Elle se mit à pleurer.

«Voilà ce que je puis t’affirmer, Grouchegnka, dit Aliocha en se levant: d’abord, il t’aime, il t’aime plus que tout au monde, et toi seule, crois-moi, j’en suis sûr. Ensuite, je t’avoue que je n’irai pas lui arracher son secret, mais s’il me le dit, je le préviendrai que j’ai promis de t’en faire part. Dans ce cas, je reviendrai te le dire aujourd’hui. Seulement… il me semble que Catherine Ivanovna n’a rien à voir là-dedans, ce secret doit sûrement se rapporter à autre chose. En attendant, adieu!»

Aliocha lui serra la main. Grouchegnka pleurait toujours. Il voyait bien qu’elle ne croyait guère à ses consolations; néanmoins, cette effusion l’avait soulagée. Cela lui faisait de la peine de la laisser dans cet état, mais il était pressé, ayant encore beaucoup à faire.

II. Le pied malade

Il voulait d’abord aller chez Mme Khokhlakov, et avait hâte d’en finir, pour ne pas arriver trop tard auprès de Mitia.
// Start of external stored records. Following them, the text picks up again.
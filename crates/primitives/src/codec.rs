//! The compact payload encoding carried in log entries and build state.
//!
//! Payloads are written as named msgpack maps and then base64 encoded so that
//! they can travel as plain string fields. The alloy payload types nest and
//! flatten their fields for JSON, which does not survive a binary round trip,
//! so encoding goes through [`WirePayload`].

use alloy_eips::eip4895::Withdrawal;
use alloy_primitives::{Address, B256, Bloom, Bytes, U256};
use alloy_rpc_types_engine::{ExecutionPayloadV1, ExecutionPayloadV2, ExecutionPayloadV3};
use base64::{Engine as _, engine::general_purpose::STANDARD};
use serde::{Deserialize, Serialize};

#[derive(Debug, thiserror::Error)]
pub enum CodecError {
    #[error("payload is not valid base64")]
    Base64(#[from] base64::DecodeError),
    #[error("failed writing payload as msgpack")]
    Encode(#[from] rmp_serde::encode::Error),
    #[error("failed reading payload from msgpack")]
    Decode(#[from] rmp_serde::decode::Error),
}

pub fn encode_payload(payload: &ExecutionPayloadV3) -> Result<String, CodecError> {
    let bytes = rmp_serde::to_vec_named(&WirePayload::from(payload))?;
    Ok(STANDARD.encode(bytes))
}

pub fn decode_payload(encoded: &str) -> Result<ExecutionPayloadV3, CodecError> {
    let bytes = STANDARD.decode(encoded)?;
    let wire: WirePayload = rmp_serde::from_slice(&bytes)?;
    Ok(wire.into())
}

#[derive(Serialize, Deserialize)]
struct WirePayload {
    parent_hash: B256,
    fee_recipient: Address,
    state_root: B256,
    receipts_root: B256,
    logs_bloom: Bloom,
    prev_randao: B256,
    block_number: u64,
    gas_limit: u64,
    gas_used: u64,
    timestamp: u64,
    extra_data: Bytes,
    base_fee_per_gas: U256,
    block_hash: B256,
    transactions: Vec<Bytes>,
    withdrawals: Vec<WireWithdrawal>,
    blob_gas_used: u64,
    excess_blob_gas: u64,
}

#[derive(Serialize, Deserialize)]
struct WireWithdrawal {
    index: u64,
    validator_index: u64,
    address: Address,
    amount: u64,
}

impl From<&ExecutionPayloadV3> for WirePayload {
    fn from(payload: &ExecutionPayloadV3) -> Self {
        let v2 = &payload.payload_inner;
        let v1 = &v2.payload_inner;
        Self {
            parent_hash: v1.parent_hash,
            fee_recipient: v1.fee_recipient,
            state_root: v1.state_root,
            receipts_root: v1.receipts_root,
            logs_bloom: v1.logs_bloom,
            prev_randao: v1.prev_randao,
            block_number: v1.block_number,
            gas_limit: v1.gas_limit,
            gas_used: v1.gas_used,
            timestamp: v1.timestamp,
            extra_data: v1.extra_data.clone(),
            base_fee_per_gas: v1.base_fee_per_gas,
            block_hash: v1.block_hash,
            transactions: v1.transactions.clone(),
            withdrawals: v2
                .withdrawals
                .iter()
                .map(|w| WireWithdrawal {
                    index: w.index,
                    validator_index: w.validator_index,
                    address: w.address,
                    amount: w.amount,
                })
                .collect(),
            blob_gas_used: payload.blob_gas_used,
            excess_blob_gas: payload.excess_blob_gas,
        }
    }
}

impl From<WirePayload> for ExecutionPayloadV3 {
    fn from(wire: WirePayload) -> Self {
        Self {
            payload_inner: ExecutionPayloadV2 {
                payload_inner: ExecutionPayloadV1 {
                    parent_hash: wire.parent_hash,
                    fee_recipient: wire.fee_recipient,
                    state_root: wire.state_root,
                    receipts_root: wire.receipts_root,
                    logs_bloom: wire.logs_bloom,
                    prev_randao: wire.prev_randao,
                    block_number: wire.block_number,
                    gas_limit: wire.gas_limit,
                    gas_used: wire.gas_used,
                    timestamp: wire.timestamp,
                    extra_data: wire.extra_data,
                    base_fee_per_gas: wire.base_fee_per_gas,
                    block_hash: wire.block_hash,
                    transactions: wire.transactions,
                },
                withdrawals: wire
                    .withdrawals
                    .into_iter()
                    .map(|w| Withdrawal {
                        index: w.index,
                        validator_index: w.validator_index,
                        address: w.address,
                        amount: w.amount,
                    })
                    .collect(),
            },
            blob_gas_used: wire.blob_gas_used,
            excess_blob_gas: wire.excess_blob_gas,
        }
    }
}
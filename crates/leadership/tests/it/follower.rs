use std::{sync::atomic::Ordering, time::Duration};

use tandem_engine::mock::MockEngine;
use tandem_leadership::Role;
use tandem_primitives::{BuildState, LogEntry, encode_payload, log::FIELD_SENDER_INSTANCE_ID};
use tandem_replication::{MemoryLog, ReadKind, ReplicatedState as _};

use crate::support::{ScriptedLease, genesis, publish_chain, spawn_manager, wait_until};

#[tokio::test(start_paused = true)]
async fn applies_entries_of_other_leaders_in_order() {
    let log = MemoryLog::new();
    let genesis = genesis();
    let engine = MockEngine::new(genesis);
    let tip = publish_chain(&log, "a", genesis, 3);

    let (lease, events) = ScriptedLease::new();
    let handle = spawn_manager(&log, "b", &engine, lease.clone(), events);

    wait_until("all entries are applied", || engine.head() == tip).await;
    wait_until("all entries are acknowledged", || log.pending_count("b") == 0).await;
    assert_eq!(handle.role(), Role::Follower);
    assert_eq!(lease.starts(), 1);
    handle.shutdown(Duration::from_secs(5)).await.unwrap();
}

#[tokio::test(start_paused = true)]
async fn entries_published_by_itself_are_acknowledged_without_applying() {
    let log = MemoryLog::new();
    let genesis = genesis();
    let engine = MockEngine::new(genesis);

    let own = MockEngine::payload_on(&genesis, genesis.time + 500);
    log.append(LogEntry::to_fields("0x01", &encode_payload(&own).unwrap(), "b", 0));
    let tip = publish_chain(&log, "a", genesis, 1);

    let (lease, events) = ScriptedLease::new();
    let handle = spawn_manager(&log, "b", &engine, lease, events);

    wait_until("the foreign entry is applied", || engine.head() == tip).await;
    assert_eq!(engine.calls().new_payload.load(Ordering::Relaxed), 1);
    wait_until("all entries are acknowledged", || log.pending_count("b") == 0).await;
    handle.shutdown(Duration::from_secs(5)).await.unwrap();
}

#[tokio::test(start_paused = true)]
async fn malformed_entries_are_dropped() {
    let log = MemoryLog::new();
    let genesis = genesis();
    let engine = MockEngine::new(genesis);
    log.append([(FIELD_SENDER_INSTANCE_ID, "a")]);
    let tip = publish_chain(&log, "a", genesis, 1);

    let (lease, events) = ScriptedLease::new();
    let handle = spawn_manager(&log, "b", &engine, lease, events);

    wait_until("the valid entry is applied", || engine.head() == tip).await;
    wait_until("both entries are acknowledged", || log.pending_count("b") == 0).await;
    assert_eq!(engine.calls().new_payload.load(Ordering::Relaxed), 1);
    handle.shutdown(Duration::from_secs(5)).await.unwrap();
}

#[tokio::test(start_paused = true)]
async fn entry_that_does_not_extend_the_head_stays_pending() {
    let log = MemoryLog::new();
    let genesis = genesis();
    let engine = MockEngine::new(genesis);
    let mut elsewhere = genesis;
    elsewhere.hash = alloy_primitives::B256::repeat_byte(0x07);
    publish_chain(&log, "a", elsewhere, 1);

    let (lease, events) = ScriptedLease::new();
    let handle = spawn_manager(&log, "b", &engine, lease, events);

    wait_until("the entry is delivered", || log.pending_count("b") == 1).await;
    tokio::time::sleep(Duration::from_secs(5)).await;
    assert_eq!(log.pending_count("b"), 1);
    assert_eq!(engine.head(), genesis);
    assert_eq!(engine.calls().new_payload.load(Ordering::Relaxed), 0);
    handle.shutdown(Duration::from_secs(5)).await.unwrap();
}

#[tokio::test(start_paused = true)]
async fn entries_delivered_before_a_restart_are_applied_first() {
    let log = MemoryLog::new();
    let genesis = genesis();
    let engine = MockEngine::new(genesis);
    let tip = publish_chain(&log, "a", genesis, 2);

    // the previous process read the first entry and died before acknowledging it
    let delivered = log.replication("b").read_entries(ReadKind::New).await.unwrap();
    assert_eq!(delivered.len(), 1);

    let (lease, events) = ScriptedLease::new();
    let handle = spawn_manager(&log, "b", &engine, lease, events);

    wait_until("both entries are applied", || engine.head() == tip).await;
    wait_until("both entries are acknowledged", || log.pending_count("b") == 0).await;
    handle.shutdown(Duration::from_secs(5)).await.unwrap();
}

#[tokio::test(start_paused = true)]
async fn block_left_in_own_build_state_is_applied_on_start() {
    let log = MemoryLog::new();
    let genesis = genesis();
    let engine = MockEngine::new(genesis);

    let payload = MockEngine::payload_on(&genesis, genesis.time + 1_000);
    log.replication("b")
        .save_and_publish(&BuildState::finalize_block("0x01", encode_payload(&payload).unwrap()))
        .await
        .unwrap();

    let (lease, events) = ScriptedLease::new();
    let handle = spawn_manager(&log, "b", &engine, lease, events);

    wait_until("the leftover block is applied", || engine.head().height == genesis.height + 1).await;
    wait_until("the build state is reset", || {
        log.stored_build_state("b") == Some(BuildState::build_block())
    })
    .await;
    wait_until("its own entry is acknowledged", || log.pending_count("b") == 0).await;
    assert_eq!(engine.calls().new_payload.load(Ordering::Relaxed), 1);
    handle.shutdown(Duration::from_secs(5)).await.unwrap();
}
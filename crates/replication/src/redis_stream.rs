use std::time::Duration;

use eyre::{WrapErr as _, eyre};
use parking_lot::Mutex;
use redis::{FromRedisValue, aio::ConnectionManager, streams::StreamReadReply};
use tandem_primitives::{BuildState, EntryId, LogEntry};
use tandem_telemetry_util::display_duration;
use tracing::{debug, info, instrument};

use crate::{
    READ_BLOCK, READ_COUNT, ReadKind, ReplicatedState, STREAM_NAME, StreamEntry, build_state_key,
    consumer_group, consumer_name, unix_nanos,
};

/// Build state in a Redis key and the block log in a Redis stream.
pub struct RedisReplication {
    connection: ConnectionManager,
    instance_id: String,
    group: String,
    consumer: String,
    key: String,
    response_timeout: Duration,
    cache: Mutex<Option<BuildState>>,
}

impl RedisReplication {
    /// Creates the instance's consumer group if it does not exist yet.
    ///
    /// Every command is given up on after `response_timeout`; reads for new
    /// entries additionally get the time they block on the server.
    #[instrument(skip_all, fields(%instance_id), err)]
    pub async fn new(
        connection: ConnectionManager,
        instance_id: &str,
        response_timeout: Duration,
    ) -> eyre::Result<Self> {
        let this = Self {
            connection,
            instance_id: instance_id.to_owned(),
            group: consumer_group(instance_id),
            consumer: consumer_name(instance_id),
            key: build_state_key(instance_id),
            response_timeout,
            cache: Mutex::new(None),
        };
        this.create_group().await?;
        Ok(this)
    }

    async fn create_group(&self) -> eyre::Result<()> {
        let mut create = redis::cmd("XGROUP");
        create
            .arg("CREATE")
            .arg(STREAM_NAME)
            .arg(&self.group)
            .arg("0")
            .arg("MKSTREAM");
        match self.query::<()>(&create, self.response_timeout).await {
            Ok(()) => {
                info!(group = %self.group, "created consumer group");
                Ok(())
            }
            Err(error)
                if error
                    .downcast_ref::<redis::RedisError>()
                    .is_some_and(|e| e.code() == Some("BUSYGROUP")) =>
            {
                debug!(group = %self.group, "consumer group already exists");
                Ok(())
            }
            Err(error) => Err(error).wrap_err_with(|| {
                format!("failed creating consumer group `{}`", self.group)
            }),
        }
    }

    async fn query<T: FromRedisValue>(&self, cmd: &redis::Cmd, limit: Duration) -> eyre::Result<T> {
        let mut connection = self.connection.clone();
        run_with_timeout(limit, cmd.query_async(&mut connection)).await
    }

    fn remember(&self, state: BuildState) {
        *self.cache.lock() = Some(state);
    }
}

async fn run_with_timeout<T>(
    limit: Duration,
    request: impl Future<Output = redis::RedisResult<T>>,
) -> eyre::Result<T> {
    match tokio::time::timeout(limit, request).await {
        Ok(result) => Ok(result?),
        Err(_) => Err(eyre!("redis did not answer within {}", display_duration(limit))),
    }
}

fn to_stream_entries(reply: Option<StreamReadReply>) -> Vec<StreamEntry> {
    reply
        .into_iter()
        .flat_map(|reply| reply.keys)
        .flat_map(|key| key.ids)
        .map(|entry| StreamEntry {
            fields: entry
                .map
                .keys()
                .filter_map(|field| entry.get::<String>(field).map(|value| (field.clone(), value)))
                .collect(),
            id: EntryId::new(entry.id),
        })
        .collect()
}

impl ReplicatedState for RedisReplication {
    fn instance_id(&self) -> &str {
        &self.instance_id
    }

    #[instrument(skip_all, fields(key = %self.key), err)]
    async fn load_build_state(&self) -> eyre::Result<BuildState> {
        let mut get = redis::cmd("GET");
        get.arg(&self.key);
        let record: Option<Vec<u8>> = self
            .query(&get, self.response_timeout)
            .await
            .wrap_err("failed reading build state")?;

        let state = match record {
            Some(record) => {
                BuildState::from_record(&record).wrap_err("failed decoding stored build state")?
            }
            None => {
                let fresh = BuildState::build_block();
                let mut set = redis::cmd("SET");
                set.arg(&self.key)
                    .arg(fresh.to_record().wrap_err("failed encoding build state")?);
                self.query::<()>(&set, self.response_timeout)
                    .await
                    .wrap_err("failed storing initial build state")?;
                fresh
            }
        };
        self.remember(state.clone());
        Ok(state)
    }

    async fn build_state(&self) -> eyre::Result<BuildState> {
        let cached = self.cache.lock().clone();
        match cached {
            Some(state) => Ok(state),
            None => self.load_build_state().await,
        }
    }

    #[instrument(skip_all, fields(payload_id = %state.payload_id), err)]
    async fn save_and_publish(&self, state: &BuildState) -> eyre::Result<()> {
        let record = state.to_record().wrap_err("failed encoding build state")?;

        let mut pipe = redis::pipe();
        pipe.atomic()
            .cmd("SET")
            .arg(&self.key)
            .arg(record)
            .ignore()
            .cmd("XADD")
            .arg(STREAM_NAME)
            .arg("*");
        for (field, value) in LogEntry::to_fields(
            &state.payload_id,
            &state.encoded_payload,
            &self.instance_id,
            unix_nanos(),
        ) {
            pipe.arg(field).arg(value);
        }
        pipe.ignore();

        let mut connection = self.connection.clone();
        let () = run_with_timeout(self.response_timeout, pipe.query_async(&mut connection))
            .await
            .wrap_err("transaction storing build state and appending to the log failed")?;

        self.remember(state.clone());
        Ok(())
    }

    #[instrument(skip_all, fields(key = %self.key), err)]
    async fn reset_build_state(&self) -> eyre::Result<()> {
        let fresh = BuildState::build_block();
        let mut set = redis::cmd("SET");
        set.arg(&self.key)
            .arg(fresh.to_record().wrap_err("failed encoding build state")?);
        self.query::<()>(&set, self.response_timeout)
            .await
            .wrap_err("failed resetting build state")?;
        self.remember(fresh);
        Ok(())
    }

    async fn read_entries(&self, kind: ReadKind) -> eyre::Result<Vec<StreamEntry>> {
        let start = match kind {
            ReadKind::Pending => "0",
            ReadKind::New => ">",
        };
        let mut read = redis::cmd("XREADGROUP");
        read.arg("GROUP")
            .arg(&self.group)
            .arg(&self.consumer)
            .arg("COUNT")
            .arg(READ_COUNT)
            .arg("BLOCK")
            .arg(u64::try_from(READ_BLOCK.as_millis()).unwrap_or(u64::MAX))
            .arg("STREAMS")
            .arg(STREAM_NAME)
            .arg(start);
        let reply: Option<StreamReadReply> = self
            .query(&read, self.response_timeout + READ_BLOCK)
            .await
            .wrap_err_with(|| format!("failed reading {kind} log entries"))?;
        Ok(to_stream_entries(reply))
    }

    async fn ack_entry(&self, id: &EntryId) -> eyre::Result<()> {
        let mut ack = redis::cmd("XACK");
        ack.arg(STREAM_NAME).arg(&self.group).arg(id.as_str());
        let _: i64 = self
            .query(&ack, self.response_timeout)
            .await
            .wrap_err_with(|| format!("failed acknowledging log entry `{id}`"))?;
        Ok(())
    }
}
impl<E, S, L> Manager<E, S, L>
where
    E: ExecutionEngine,
    S: ReplicatedState,
    L: LeaderLease + Clone,
{
    /// The builder's cancellation token doubles as the manager's shutdown
    /// signal.
    pub fn new(
        builder: BlockBuilder<E, S>,
        lease: L,
        events: mpsc::UnboundedReceiver<LeaseEvent>,
        config: Config,
    ) -> Self {
        Self {
            builder,
            lease,
            events,
            config,
        }
    }

    pub fn spawn(self) -> ManagerHandle<L> {
        let cancel = self.builder.cancellation().clone();
        let (leader_tx, leader_rx) = watch::channel(false);
        let (role_tx, role_rx) = watch::channel(Role::Follower);

        let election = tokio::spawn(elect(self.events, leader_tx, cancel.clone()));
        let worker = Worker {
            instance_id: self.builder.state().instance_id().to_owned(),
            builder: self.builder,
            lease: self.lease.clone(),
            leader: leader_rx,
            role: role_tx,
            config: self.config,
            cancel: cancel.clone(),
        };
        let worker = tokio::spawn(worker.run());

        ManagerHandle {
            role: role_rx,
            lease: self.lease,
            cancel,
            worker,
            election,
        }
    }
}

/// Controls a running [`Manager`].
pub struct ManagerHandle<L> {
    role: watch::Receiver<Role>,
    lease: L,
    cancel: CancellationToken,
    worker: JoinHandle<()>,
    election: JoinHandle<()>,
}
Depuis trois semaines, Mme Khokhlakov était souffrante; elle avait le pied enflé, et, bien qu’elle ne gardât pas le lit, elle passait les journées à moitié étendue sur une couchette, dans son boudoir, en déshabillé galant, d’ailleurs convenable. Aliocha avait observé une fois, en souriant innocemment, que Mme Khokhlakov devenait coquette, malgré sa maladie: elle arborait des nœuds, des rubans, des chemisettes. Durant les deux derniers mois, le jeune Perkhotine s’était mis à fréquenter chez elle. Aliocha n’était pas venu depuis quatre jours et, sitôt entré, il se rendit chez Lise, qui lui avait fait dire la veille de venir immédiatement la voir «pour une affaire très importante», ce qui l’intéressait pour certaines raisons. Mais tandis que la femme de chambre allait l’annoncer, Mme Khokhlakov, informée de son arrivée, le demanda «rien que pour une minute». Aliocha jugea qu’il valait mieux satisfaire d’abord la maman, sinon elle l’enverrait chercher à chaque instant. Elle était étendue sur la couchette, habillée comme pour une fête, et semblait fort agitée. Elle accueillit Aliocha avec des cris d’enthousiasme.